Géneros fantásticos a la argentina: la conjura de los miedos
En cuentos y novelas recientes, una generación de narradores retrata el temor al caos social y a un otro diferente que inquietan el imaginario argentino
En un ensayo señero de la crítica nacional, David Viñas describía la escena inicial de la literatura argentina como la de una violación. Se trata, claro, de la metáfora de violencia política de "El matadero", de Esteban Echeverría.
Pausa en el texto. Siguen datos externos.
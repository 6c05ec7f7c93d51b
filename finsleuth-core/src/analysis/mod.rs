//! Indicator engine and its output types.

pub mod engine;
pub mod result;
pub mod set;

pub use engine::{analyze, sharpe, AnalysisError, AnalysisParams, IndicatorEngine, MIN_BARS};
pub use result::{defined, IndicatorHistory, IndicatorResult};
pub use set::AnalysisSet;
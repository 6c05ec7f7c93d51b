//! News headlines gathered alongside the price history.

use chrono::{DateTime, Duration, Utc};
use serde::{Deserialize, Serialize};

#[derive(Debug, Clone, PartialEq, Serialize, Deserialize)]
pub struct NewsItem {
    pub title: String,
    pub publisher: Option<String>,
    pub link: Option<String>,
    pub published_at: DateTime<Utc>,
}

impl NewsItem {
    /// True if the item was published within `[now - window_days, now]`.
    pub fn is_within(&self, now: DateTime<Utc>, window_days: u32) -> bool {
        let start = now - Duration::days(i64::from(window_days));
        self.published_at >= start && self.published_at <= now
    }
}

#[cfg(test)]
mod tests {
    use super::*;
    use chrono::TimeZone;

    fn item_at(ts: DateTime<Utc>) -> NewsItem {
        NewsItem {
            title: "Quarterly results".into(),
            publisher: None,
            link: None,
            published_at: ts,
        }
    }

    #[test]
    fn window_bounds_are_inclusive() {
        let now = Utc.with_ymd_and_hms(2024, 6, 30, 12, 0, 0).unwrap();
        assert!(item_at(now).is_within(now, 30));
        assert!(item_at(now - Duration::days(30)).is_within(now, 30));
        assert!(!item_at(now - Duration::days(31)).is_within(now, 30));
        assert!(!item_at(now + Duration::hours(1)).is_within(now, 30));
    }
}
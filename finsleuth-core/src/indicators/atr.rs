//! Average True Range (ATR).
//!
//! True Range: max(high-low, |high-prev_close|, |low-prev_close|)
//! TR[0] = high[0] - low[0] (no previous close).
//! ATR is the simple rolling mean of TR over `period` bars.
//! Lookback: period - 1.

use super::sma::rolling_mean;
use crate::domain::PriceBar;
use crate::indicator::Indicator;

#[derive(Debug, Clone)]
pub struct Atr {
    period: usize,
    name: String,
}

impl Atr {
    pub fn new(period: usize) -> Self {
        assert!(period >= 1, "ATR period must be >= 1");
        Self {
            period,
            name: format!("atr_{period}"),
        }
    }
}

/// Compute the True Range series from bars.
pub fn true_range(bars: &[PriceBar]) -> Vec<f64> {
    let n = bars.len();
    let mut tr = vec![f64::NAN; n];

    if n == 0 {
        return tr;
    }

    tr[0] = bars[0].high - bars[0].low;

    for i in 1..n {
        let h = bars[i].high;
        let l = bars[i].low;
        let pc = bars[i - 1].close;
        if h.is_nan() || l.is_nan() || pc.is_nan() {
            continue;
        }
        tr[i] = (h - l).max((h - pc).abs()).max((l - pc).abs());
    }

    tr
}

impl Indicator for Atr {
    fn name(&self) -> &str {
        &self.name
    }

    fn lookback(&self) -> usize {
        self.period - 1
    }

    fn compute(&self, bars: &[PriceBar]) -> Vec<f64> {
        rolling_mean(&true_range(bars), self.period)
    }
}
Escrito en la clandestinidad en 1838, el cuento denuncia el régimen rosista, incapaz de mantener el orden social, de contener la violencia de la clase trabajadora que domina el espacio según códigos que el unitario que se aventura a las orillas del matadero no comprende. Es un relato inaugural de la literatura argentina, que se sostiene por su intensidad narrativa. También es el ejemplo más patente de la literatura gótica en el Río del Plata, un cuento de terror. Ante la amenaza de violación de los matarifes, el cuerpo del joven unitario "negrea" de rabia, y finalmente revienta. Es una muerte sobrenatural: el terror de la violencia del otro, la posibilidad incluso de parecerse al otro, es lo que mata.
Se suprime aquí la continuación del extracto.